# Need advice on changing rear brake lines Mk4



## VWnotacar (Nov 19, 2005)

I need to replace rear brake lines (small cracks in flex tubing (rubber) at caliper end of brake line) I'm concerned about removal of other end of that line. 
What I need to know is when loosening flare nut that goes to mid brake line how is this done, do I need any special tool I'm going to use crows foot on nut but what about a tool to hold the other end to keep from turning? Is a tool needed? Is there a special tool? 
I don't want to start wrenching and mess up that connection because I didn't have the right tool or I did it wrong.


----------



## TornadoRojo (Apr 30, 2017)

I'm planning on doing rear brake service myself this week. Every video i've watched the person just uses a normal wrench.


----------



## GolfCL Smooth (Jul 9, 2006)

No special tool needed, but you definitely want to be careful loosening.
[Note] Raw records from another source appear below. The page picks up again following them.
use std::future::Future;
use std::time::Duration;
use tracing::{debug, warn};

/// Retry configuration for connection attempts.
#[derive(Debug, Clone)]
pub struct RetryConfig {
    pub max_retries: u32,
    pub initial_delay_ms: u64,
    pub max_delay_ms: u64,
    pub backoff_multiplier: f64,
    pub use_jitter: bool,
}

impl RetryConfig {
    pub fn new() -> Self {
        Self::default()
    }

    pub fn with_max_retries(mut self, max_retries: u32) -> Self {
        self.max_retries = max_retries;
        self
    }

    pub fn with_initial_delay(mut self, delay_ms: u64) -> Self {
        self.initial_delay_ms = delay_ms;
        self
    }
}

impl Default for RetryConfig {
    fn default() -> Self {
        Self {
            max_retries: 3,
            initial_delay_ms: 100,
            max_delay_ms: 5000,
            backoff_multiplier: 2.0,
            use_jitter: true,
        }
    }
}

/// Retry an async operation with exponential backoff.
pub async fn retry_with_backoff<F, Fut, T, E>(mut operation: F, config: RetryConfig) -> Result<T, E>
where
    F: FnMut() -> Fut,
    Fut: Future<Output = Result<T, E>>,
    E: std::fmt::Display,
{
    let mut attempt = 0;
    let mut delay = config.initial_delay_ms;

    loop {
        match operation().await {
            Ok(result) => {
                if attempt > 0 {
                    debug!("operation succeeded after {} retries", attempt);
                }
                return Ok(result);
            }
            Err(e) => {
                attempt += 1;
                if attempt > config.max_retries {
                    warn!(
                        "operation failed after {} attempts: {}",
                        config.max_retries, e
                    );
                    return Err(e);
                }

                let current_delay = if config.use_jitter {
                    apply_jitter(delay)
                } else {
                    delay
                };

                debug!(
                    "operation failed (attempt {}/{}): {}. retrying in {}ms",
                    attempt, config.max_retries, e, current_delay
                );

                tokio::time::sleep(Duration::from_millis(current_delay)).await;
                delay =
                    ((delay as f64 * config.backoff_multiplier) as u64).min(config.max_delay_ms);
            }
        }
    }
}

fn apply_jitter(delay: u64) -> u64 {
    use std::collections::hash_map::RandomState;
    use std::hash::BuildHasher;

    let random_factor =
        (RandomState::new().hash_one(std::time::SystemTime::now()) % 50) as f64 / 100.0 + 0.5;
    (delay as f64 * random_factor) as u64
}

/// Retry with the default configuration: 3 attempts, 100ms initial delay.
pub async fn retry<F, Fut, T, E>(operation: F) -> Result<T, E>
where
    F: FnMut() -> Fut,
    Fut: Future<Output = Result<T, E>>,
    E: std::fmt::Display,
{
    retry_with_backoff(operation, RetryConfig::default()).await
}

#[cfg(test)]
mod tests {
    use super::*;
    use std::sync::atomic::{AtomicU32, Ordering};

    #[tokio::test]
    async fn retries_until_success() {
        let attempts = AtomicU32::new(0);
        let result: Result<u32, String> = retry_with_backoff(
            || {
                let n = attempts.fetch_add(1, Ordering::SeqCst);
                async move {
                    if n < 2 {
                        Err("not yet".to_string())
                    } else {
                        Ok(42)
                    }
                }
            },
            RetryConfig::default().with_initial_delay(1),
        )
        .await;

        assert_eq!(result, Ok(42));
        assert_eq!(attempts.load(Ordering::SeqCst), 3);
    }

    #[tokio::test]
    async fn gives_up_after_max_retries() {
        let result: Result<u32, String> = retry_with_backoff(
            || async { Err::<u32, _>("always fails".to_string()) },
            RetryConfig::default()
                .with_max_retries(2)
                .with_initial_delay(1),
        )
        .await;

        assert!(result.is_err());
    }
}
A flare nut wrench can help distribute the pressure. It's not uncommon to damage the hard line as it can rotate and twist fairly easily with the flare nut.


----------



## germancarnut51 (Mar 23, 2008)

The rigid end of the line attaches to a rubber flex line on both sides of the car. Before you schedule the rear hybrid line replacement, if I were you, I'd carefully inspect the rubber hose that's attached to the metal end of the line for age cracks. You might find that those hoses need to be replaced as well.


----------